The Baltic countries are excellent examples: all implemented reforms around bureaucracy, red tape, and regulation within 12 months. Given that the current Greek government successfully mastered the Corona crisis, it can clearly master and complete the economic reform process that it initiated last autumn.


The next day

Of course, such a reform process can only happen if a large number of the existing companies survive the crisis. The most important short-term goal, even if the lockdown measures are now relaxed, is to avoid a wave of bankruptcies among those companies that are structurally successful and sound, regardless of the Corona crisis. The threat of bankruptcy is growing ever more serious, especially if the recovery process develops more slowly than expected. There will be no such thing as “the next day”. Firms will continue to need liquidity support to avoid fi ring their workforce on a large scale or, even worse, ceasing all operations completely.

Therefore, also with the help of the various new European support programs like the SURE initiative, the Greek government should provide Greek firms with a second round of liquidity support and extend the short-time working compensation scheme (“Kurzarbeit”). The advantages of the combination of the two instruments are many: it freezes jobs and the economic structure until the end of the crisis. This protects employees from job cuts and employers from the cost of staff turnover, such as the search for new employees after the crisis and the training costs. An economic upward trend after the containment of the virus can be realized much faster with an intact firm structure.

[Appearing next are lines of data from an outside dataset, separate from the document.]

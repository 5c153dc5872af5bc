use crate::error::{Result, ScanError};
use hickory_resolver::TokioAsyncResolver;
use hickory_resolver::config::{ResolverConfig, ResolverOpts};
use hickory_resolver::error::{ResolveError, ResolveErrorKind};
use std::collections::HashMap;
use std::fmt;
use std::net::{IpAddr, SocketAddr};
use std::time::Duration;
use tracing::{debug, info, warn};

/// Which resolver answers the existence check.
#[derive(Debug, Clone, Copy, PartialEq, Eq)]
pub enum DnsBackend {
    /// hickory stub resolver querying A and AAAA.
    Resolver,
    /// OS `getaddrinfo` through tokio.
    System,
    /// Only the pinned host table answers; everything else is absent.
    Static,
    /// No pre-filter, every candidate goes straight to HTTP.
    Disabled,
}

impl DnsBackend {
    pub fn from_str(s: &str) -> Option<Self> {
        match s.to_lowercase().as_str() {
            "resolver" | "hickory" => Some(DnsBackend::Resolver),
            "system" | "os" => Some(DnsBackend::System),
            "static" => Some(DnsBackend::Static),
            "off" | "disabled" | "none" => Some(DnsBackend::Disabled),
            _ => None,
        }
    }

    pub fn as_str(&self) -> &'static str {
        match self {
            DnsBackend::Resolver => "resolver",
            DnsBackend::System => "system",
            DnsBackend::Static => "static",
            DnsBackend::Disabled => "off",
        }
    }
}

/// curl `--resolve` style host pins, shared by the DNS check and the HTTP clients.
#[derive(Debug, Clone, Default)]
pub struct Pins {
    entries: HashMap<String, SocketAddr>,
}

impl Pins {
    pub fn new() -> Self {
        Self::default()
    }

    pub fn insert(&mut self, host: &str, addr: SocketAddr) {
        self.entries.insert(host.to_lowercase(), addr);
    }

    pub fn with(mut self, host: &str, addr: SocketAddr) -> Self {
        self.insert(host, addr);
        self
    }

    /// Parse `host=ip`, `host=ip:port` or `host=[v6]:port`. Port 0 means the
    /// scheme default.
    pub fn parse_entry(entry: &str) -> Result<(String, SocketAddr)> {
        let (host, target) = entry
            .split_once('=')
            .ok_or_else(|| ScanError::Other(format!("Invalid pin '{}', expected host=addr", entry)))?;
        let host = host.trim();
        let target = target.trim();
        if host.is_empty() {
            return Err(ScanError::Other(format!("Invalid pin '{}': empty host", entry)));
        }

        let addr = if let Ok(addr) = target.parse::<SocketAddr>() {
            addr
        } else if let Ok(ip) = target.parse::<IpAddr>() {
            SocketAddr::new(ip, 0)
        } else {
            return Err(ScanError::Other(format!(
                "Invalid pin '{}': '{}' is not an address",
                entry, target
            )));
        };

        Ok((host.to_lowercase(), addr))
    }

    pub fn get(&self, host: &str) -> Option<SocketAddr> {
        self.entries.get(&host.to_lowercase()).copied()
    }

    pub fn iter(&self) -> impl Iterator<Item = (&String, &SocketAddr)> {
        self.entries.iter()
    }
}

/// How the existence answer was reached. Failures stay distinguishable even
/// though all of them skip HTTP probing.
#[derive(Debug, Clone, PartialEq, Eq)]
pub enum DnsOutcome {
    Resolved,
    Pinned,
    NoRecords,
    Timeout,
    Error(String),
    Disabled,
}

impl fmt::Display for DnsOutcome {
    fn fmt(&self, f: &mut fmt::Formatter<'_>) -> fmt::Result {
        match self {
            DnsOutcome::Resolved => f.write_str("resolved"),
            DnsOutcome::Pinned => f.write_str("pinned"),
            DnsOutcome::NoRecords => f.write_str("no_records"),
            DnsOutcome::Timeout => f.write_str("timeout"),
            DnsOutcome::Error(msg) => write!(f, "error:{}", msg),
            DnsOutcome::Disabled => f.write_str("disabled"),
        }
    }
}

#[derive(Debug, Clone, PartialEq, Eq)]
pub struct DnsLookup {
    pub exists: bool,
    pub ips: Vec<IpAddr>,
    pub outcome: DnsOutcome,
}

impl DnsLookup {
    fn found(ips: Vec<IpAddr>, outcome: DnsOutcome) -> Self {
        Self {
            exists: true,
            ips,
            outcome,
        }
    }

    fn missing(outcome: DnsOutcome) -> Self {
        Self {
            exists: false,
            ips: Vec::new(),
            outcome,
        }
    }
}

enum Backend {
    Resolver(TokioAsyncResolver),
    System,
    Static,
    Disabled,
}

pub struct DnsPrefilter {
    backend: Backend,
    pins: Pins,
    timeout: Duration,
}

impl DnsPrefilter {
    pub fn new(kind: DnsBackend, timeout: Duration, retries: usize, pins: Pins) -> Self {
        let backend = match kind {
            DnsBackend::Resolver => Backend::Resolver(Self::build_resolver(timeout, retries)),
            DnsBackend::System => Backend::System,
            DnsBackend::Static => Backend::Static,
            DnsBackend::Disabled => Backend::Disabled,
        };
        info!(
            "DNS pre-filter: backend={}, timeout={:?}, retries={}, pins={}",
            kind.as_str(),
            timeout,
            retries,
            pins.entries.len()
        );
        Self {
            backend,
            pins,
            timeout,
        }
    }

    pub fn disabled() -> Self {
        Self {
            backend: Backend::Disabled,
            pins: Pins::new(),
            timeout: Duration::from_secs(2),
        }
    }

    fn build_resolver(timeout: Duration, retries: usize) -> TokioAsyncResolver {
        let (config, mut opts) = match hickory_resolver::system_conf::read_system_conf() {
            Ok(conf) => conf,
            Err(e) => {
                warn!("Could not read system resolver config, using defaults: {}", e);
                (ResolverConfig::default(), ResolverOpts::default())
            }
        };
        opts.timeout = timeout;
        opts.attempts = retries.max(1);
        TokioAsyncResolver::tokio(config, opts)
    }

    pub fn backend(&self) -> DnsBackend {
        match self.backend {
            Backend::Resolver(_) => DnsBackend::Resolver,
            Backend::System => DnsBackend::System,
            Backend::Static => DnsBackend::Static,
            Backend::Disabled => DnsBackend::Disabled,
        }
    }

    pub fn is_enabled(&self) -> bool {
        !matches!(self.backend, Backend::Disabled)
    }

    pub async fn lookup(&self, host: &str) -> DnsLookup {
        if let Some(addr) = self.pins.get(host) {
            return DnsLookup::found(vec![addr.ip()], DnsOutcome::Pinned);
        }

        let lookup = match &self.backend {
            Backend::Resolver(resolver) => self.lookup_records(resolver, host).await,
            Backend::System => self.lookup_system(host).await,
            Backend::Static => DnsLookup::missing(DnsOutcome::NoRecords),
            Backend::Disabled => DnsLookup::found(Vec::new(), DnsOutcome::Disabled),
        };
        debug!("DNS {} -> {} {:?}", host, lookup.outcome, lookup.ips);
        lookup
    }

    async fn lookup_records(&self, resolver: &TokioAsyncResolver, host: &str) -> DnsLookup {
        let (v4, v6) = tokio::join!(resolver.ipv4_lookup(host), resolver.ipv6_lookup(host));

        let mut ips: Vec<IpAddr> = Vec::new();
        let mut failures: Vec<ResolveError> = Vec::new();

        match v4 {
            Ok(records) => push_unique(&mut ips, records.iter().map(|a| IpAddr::V4(a.0))),
            Err(e) => failures.push(e),
        }
        match v6 {
            Ok(records) => push_unique(&mut ips, records.iter().map(|aaaa| IpAddr::V6(aaaa.0))),
            Err(e) => failures.push(e),
        }

        if !ips.is_empty() {
            return DnsLookup::found(ips, DnsOutcome::Resolved);
        }

        DnsLookup::missing(classify_failures(&failures))
    }

    async fn lookup_system(&self, host: &str) -> DnsLookup {
        match tokio::time::timeout(self.timeout, tokio::net::lookup_host((host, 0))).await {
            Ok(Ok(addrs)) => {
                let mut ips = Vec::new();
                push_unique(&mut ips, addrs.map(|addr| addr.ip()));
                if ips.is_empty() {
                    DnsLookup::missing(DnsOutcome::NoRecords)
                } else {
                    DnsLookup::found(ips, DnsOutcome::Resolved)
                }
            }
            // getaddrinfo cannot tell NXDOMAIN from a flaky upstream, both skip probing
            Ok(Err(e)) => DnsLookup::missing(DnsOutcome::Error(e.to_string())),
            Err(_) => DnsLookup::missing(DnsOutcome::Timeout),
        }
    }
}

fn push_unique(ips: &mut Vec<IpAddr>, found: impl Iterator<Item = IpAddr>) {
    for ip in found {
        if !ips.contains(&ip) {
            ips.push(ip);
        }
    }
}

fn classify_failures(failures: &[ResolveError]) -> DnsOutcome {
    if failures.is_empty() {
        return DnsOutcome::NoRecords;
    }
    if failures
        .iter()
        .any(|e| matches!(e.kind(), ResolveErrorKind::Timeout))
    {
        return DnsOutcome::Timeout;
    }
    if failures
        .iter()
        .all(|e| matches!(e.kind(), ResolveErrorKind::NoRecordsFound { .. }))
    {
        return DnsOutcome::NoRecords;
    }
    failures
        .iter()
        .find(|e| !matches!(e.kind(), ResolveErrorKind::NoRecordsFound { .. }))
        .map(|e| DnsOutcome::Error(e.to_string()))
        .unwrap_or(DnsOutcome::NoRecords)
}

However, once these support measures are in place, it is not sufficient to implement only regulatory reforms. Greece also needs to invest in its innovation system and expand on the excellent work that has been done in the small number of mostly basic research institutes in Greece. These institutes do not just produce considerable research output, they are also starting to attract innovators and investors from abroad. Therefore, investments from European Recovery Funds (ERF) will fall on fertile grounds if the regulatory reforms described above are put in place and if future investments based on the ERF are made jointly with the existing research landscape in Greece. The focus of the European investments from the ERF, like electro-mobility, climate protection, and digitization, open fields where Greek firms would have a chance to successfully compete, especially if the country succeeds in attracting its talented diaspora back to Greece.

Greece has a chance to get out of this crisis in a better shape than it was before.